If this set's former owner got 24 years of good service from that CRT (and it still makes a good picture today), it
must have been a good tube.

When you consider most tubes are getting dim after ten years (some modern ones get too weak to watch after only three to five years), if a tube is double that age, and then some, and still has a good picture, good brightness and all, it is excellent--almost unbelievable. I would be tempted to think your CM console wasn't even used that much, or perhaps very rarely, after the new CRT was installed.
Too bad the TV program
That's Incredible! isn't around anymore. If it were, I'd suggest you try to get your CM on it. As I said above, 24 good years from a color CRT is darned nearly incredible. The only thing I can figure is that the CRT in your set was made by RCA or some other manufacturer from TV's early days, as the tube seems to be every bit like the Energizer battery--it keeps going and going and going . . .

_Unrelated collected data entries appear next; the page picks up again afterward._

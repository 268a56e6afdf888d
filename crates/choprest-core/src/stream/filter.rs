// ── Result filters ──
//
// Applied to snapshots before they reach the map, without re-querying the
// catalog.

use std::collections::BTreeSet;

use serde::Serialize;

use crate::model::{Restaurant, RestaurantStatus, ServiceKind};

/// A single predicate over restaurants.
#[derive(Debug)]
enum RestaurantFilter {
    Operating,
    /// Region name contains the given text.
    Region(String),
    /// Offers at least one of the given services. Empty matches everything.
    AnyService(BTreeSet<ServiceKind>),
}

impl RestaurantFilter {
    fn matches(&self, restaurant: &Restaurant) -> bool {
        match self {
            Self::Operating => restaurant.status == RestaurantStatus::Normal,
            Self::Region(region) => restaurant
                .region
                .as_deref()
                .is_some_and(|r| r.contains(region.as_str())),
            Self::AnyService(kinds) => {
                kinds.is_empty() || kinds.iter().any(|k| restaurant.services.offers(*k))
            }
        }
    }
}

/// The filter state a results view holds.
///
/// Region and service selections are alternatives: choosing one resets the
/// other, matching how the list screen behaves.
#[derive(Debug, Clone, Default, PartialEq, Eq, Serialize)]
pub struct ResultFilter {
    pub operating_only: bool,
    pub region: Option<String>,
    pub services: BTreeSet<ServiceKind>,
}

impl ResultFilter {
    /// Select a region, clearing any service selection. `None` or a blank
    /// string drops the region filter.
    pub fn set_region(&mut self, region: Option<String>) {
        self.region = region.filter(|r| !r.trim().is_empty());
        self.services.clear();
    }

    /// Flip one service in the multi-select, clearing any region.
    pub fn toggle_service(&mut self, kind: ServiceKind) {
        if !self.services.remove(&kind) {
            self.services.insert(kind);
        }
        self.region = None;
    }

    pub fn clear(&mut self) {
        *self = Self {
            operating_only: self.operating_only,
            ..Self::default()
        };
    }

    fn predicates(&self) -> Vec<RestaurantFilter> {
        let mut predicates = Vec::with_capacity(3);
        if self.operating_only {
            predicates.push(RestaurantFilter::Operating);
        }
        if let Some(region) = &self.region {
            predicates.push(RestaurantFilter::Region(region.clone()));
        }
        if !self.services.is_empty() {
            predicates.push(RestaurantFilter::AnyService(self.services.clone()));
        }
        predicates
    }

    /// Keep the matching items, in order.
    pub fn apply<R: AsRef<Restaurant> + Clone>(&self, items: &[R]) -> Vec<R> {
        let predicates = self.predicates();
        items
            .iter()
            .filter(|r| predicates.iter().all(|p| p.matches(r.as_ref())))
            .cloned()
            .collect()
    }
}

/// Distinct region names, sorted.
pub fn unique_regions<R: AsRef<Restaurant>>(items: &[R]) -> Vec<String> {
    items
        .iter()
        .filter_map(|r| r.as_ref().region.clone())
        .filter(|r| !r.trim().is_empty())
        .collect::<BTreeSet<_>>()
        .into_iter()
        .collect()
}

#[cfg(test)]
mod tests {
    use std::sync::Arc;

    use pretty_assertions::assert_eq;

    use super::*;

    fn sample() -> Vec<Arc<Restaurant>> {
        let mut a = Restaurant::new(1, "a", None);
        a.region = Some("서울 강남구".into());
        a.services.parking = true;

        let mut b = Restaurant::new(2, "b", None);
        b.region = Some("부산 해운대구".into());
        b.services.wifi = true;
        b.status = RestaurantStatus::Closed;

        let mut c = Restaurant::new(3, "c", None);
        c.region = Some("서울 마포구".into());
        c.services.delivery = true;

        vec![Arc::new(a), Arc::new(b), Arc::new(c)]
    }

    fn ids(items: &[Arc<Restaurant>]) -> Vec<i64> {
        items.iter().map(|r| r.id.get()).collect()
    }

    #[test]
    fn empty_filter_keeps_everything() {
        assert_eq!(ids(&ResultFilter::default().apply(&sample())), vec![1, 2, 3]);
    }

    #[test]
    fn region_matches_substring() {
        let mut f = ResultFilter::default();
        f.set_region(Some("서울".into()));
        assert_eq!(ids(&f.apply(&sample())), vec![1, 3]);
    }

    #[test]
    fn services_are_or_ed() {
        let mut f = ResultFilter::default();
        f.toggle_service(ServiceKind::Parking);
        f.toggle_service(ServiceKind::Wifi);
        assert_eq!(ids(&f.apply(&sample())), vec![1, 2]);

        f.toggle_service(ServiceKind::Wifi);
        assert_eq!(ids(&f.apply(&sample())), vec![1]);
    }

    #[test]
    fn region_and_services_reset_each_other() {
        let mut f = ResultFilter::default();
        f.toggle_service(ServiceKind::Delivery);
        f.set_region(Some("부산".into()));
        assert!(f.services.is_empty());

        f.toggle_service(ServiceKind::Wifi);
        assert_eq!(f.region, None);
    }

    #[test]
    fn operating_only_drops_closed() {
        let f = ResultFilter {
            operating_only: true,
            ..ResultFilter::default()
        };
        assert_eq!(ids(&f.apply(&sample())), vec![1, 3]);
    }

    #[test]
    fn regions_are_unique_and_sorted() {
        let mut items = sample();
        items.push(Arc::clone(&items[0]));
        assert_eq!(
            unique_regions(&items),
            vec!["부산 해운대구".to_owned(), "서울 강남구".to_owned(), "서울 마포구".to_owned()]
        );
    }
}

BTW, sorry to hear that one leg broke off the console while you were offloading it from your truck. (Shouldn't be too much of a job reattaching it, although you will have the heck of a time putting the cabinet in a position such that you can do it; seems to me you may have to take the chassis out, do something with the control hutch on top . . . Even at that, the cabinet will be heavy enough that you'll need plenty of help to get it on its back.)
The idea of putting wheels on the cabinet is good--I never heard of that being done with a console that big. If you do that, however, just make sure the set doesn't go rolling around in your living room or basement, wherever you plan to put it, every time you so much as nudge the cabinet. When/if it does, believe me, you'll know it--it will sound like a freight train rumbling through the house or worse.